I have noticed that the character class [:blank:]
also matches \v
, as demonstrated by the code below. However, that shouldn't be there, per POSIX, should it?
#include <string>
#include <iostream>
#include <boost/regex.hpp>
using namespace std;
using namespace boost;
int main() {
std::string const text{"\v"};
cout << (sregex_token_iterator{text.begin(), text.end(), regex{R"((?-m)^([[:blank:]])$)"}} != sregex_token_iterator{});
cout << (sregex_token_iterator{text.begin(), text.end(), regex{R"((?-m)^([ \t])$)"}} != sregex_token_iterator{}) << '\n';
// output: 10, but I expected 00
return 0;
}
Clearly, since this page of Boost doesn't mention all of the character classes that I see listed here, I suspect that Boost regexes are not POSIX-compliant, even if they use some of those named character classes. Well, not even the word POSIX is at that Boost page, so I guess I'm almost answering myself, but I don't feel confident enough.
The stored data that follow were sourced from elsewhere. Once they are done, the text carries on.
//! The `<Entity>Dao` wrapper around an executor.

use anyhow::Result;
use proc_macro2::TokenStream;
use quote::quote;

use super::{EmitContext, path_ident, read_access};
use crate::model::Property;

pub(crate) fn emit_dao(cx: &EmitContext) -> Result<TokenStream> {
    let entity_ty = &cx.entity_ty;
    let dao = &cx.dao;
    let row_mapper = &cx.row_mapper;
    let insert = emit_insert(cx);
    let (id_params, id_values) = id_parameters(cx)?;
    let doc = format!(" Statements for `{}` run through an [`SqlExecutor`].", cx.entity.simple_name);

    Ok(quote! {
        #[doc = #doc]
        #[derive(Debug, Clone)]
        pub struct #dao<X: SqlExecutor> {
            executor: X,
        }

        impl<X: SqlExecutor> #dao<X> {
            pub fn new(executor: X) -> Self {
                Self { executor }
            }

            pub fn executor(&self) -> &X {
                &self.executor
            }

            #insert

            /// Writes every detail column. Issues no statement when the
            /// entity has none.
            pub fn update(&self, entity: &#entity_ty) -> DaoResult<u64> {
                if DETAIL_PROPERTIES.is_empty() {
                    return Ok(0);
                }
                self.executor.execute_update(UPDATE_SQL, &|binder: &mut dyn ParameterBinder| {
                    bind_properties(entity, DETAIL_PROPERTIES, binder, 0)?;
                    bind_properties(entity, ID_PROPERTIES, binder, DETAIL_PROPERTIES.len())
                })
            }

            /// Updates the entity if it carries an identifier, inserts it otherwise.
            pub fn merge(&self, entity: &mut #entity_ty) -> DaoResult<()> {
                if has_id(entity) {
                    self.update(entity).map(|_| ())
                } else {
                    self.insert(entity)
                }
            }

            pub fn get_by_id(&self, #(#id_params),*) -> DaoResult<Option<#entity_ty>> {
                let params = vec![#(#id_values),*];
                self.executor.query_one(SELECT_BY_ID_SQL, &params, &#row_mapper::new())
            }

            pub fn find_all(&self) -> DaoResult<Vec<#entity_ty>> {
                self.executor.query_many(SELECT_ALL_SQL, &[], &#row_mapper::new())
            }
        }
    })
}

fn emit_insert(cx: &EmitContext) -> TokenStream {
    let entity_ty = &cx.entity_ty;
    if cx.columns.generated {
        return quote! {
            /// Inserts the entity and stores the key the database generated
            /// for it.
            pub fn insert(&self, entity: &mut #entity_ty) -> DaoResult<()> {
                let key = {
                    let entity: &#entity_ty = entity;
                    self.executor.execute_update_returning_generated_key(
                        INSERT_SQL,
                        &|binder: &mut dyn ParameterBinder| bind_properties(entity, DETAIL_PROPERTIES, binder, 0),
                    )?
                };
                if key.is_null() {
                    return Err(DaoError::MissingGeneratedKey {
                        statement: INSERT_SQL.to_string(),
                    });
                }
                set_property_value(entity, ID_PROPERTIES[0], key)
            }
        };
    }
    quote! {
        pub fn insert(&self, entity: &mut #entity_ty) -> DaoResult<()> {
            let entity: &#entity_ty = entity;
            self.executor.execute_update(INSERT_SQL, &|binder: &mut dyn ParameterBinder| {
                bind_properties(entity, DETAIL_PROPERTIES, binder, 0)?;
                bind_properties(entity, ID_PROPERTIES, binder, DETAIL_PROPERTIES.len())
            })?;
            Ok(())
        }
    }
}

/// Parameters of `get_by_id` and the values they bind, in identifier
/// column order.
fn id_parameters(cx: &EmitContext) -> Result<(Vec<TokenStream>, Vec<TokenStream>)> {
    let mut params = Vec::new();
    let mut values = Vec::new();
    for property in cx.properties().filter(|p| p.id && !p.nested) {
        let name = path_ident(&property.path);
        if property.is_aggregate() {
            let aggregate_ty = cx.aggregate_ty(property)?;
            params.push(quote!(#name: &#aggregate_ty));
            for nested in cx.entity.nested_of(&property.path) {
                values.push(component_value(cx, nested, quote!(#name))?);
            }
        } else {
            params.push(quote!(#name: impl ToValue));
            values.push(quote!(#name.to_value()));
        }
    }
    Ok((params, values))
}

fn component_value(cx: &EmitContext, nested: &Property, receiver: TokenStream) -> Result<TokenStream> {
    let read = read_access(cx.getter(nested)?, receiver);
    match &nested.reference {
        Some(reference) => {
            let target_ty = cx.target_ty(reference)?;
            let target_module = cx.target_module(reference)?;
            let id_path = &reference.id_path;
            Ok(quote! {
                Reference::<#target_ty>::referenced(&#read)
                    .map(|target| #target_module::get_property_value(target, #id_path))
                    .unwrap_or(Value::Null)
            })
        }
        None => Ok(quote!(ToValue::to_value(&#read))),
    }
}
I haven't checked which of these character fall into [:blank:]
and/or [:space:]
, but I guess some other suprise might be here too:
const auto LF = "\x0A";
const auto VT = "\x0B";
const auto FF = "\x0C";
const auto CR = "\x0D";
const auto CRLF = "\x0D\x0A";
const auto NEL = "\xC2\x85";
const auto LS = "\xE2\x80\xA8";
const auto PS = "\xE2\x80\xA9";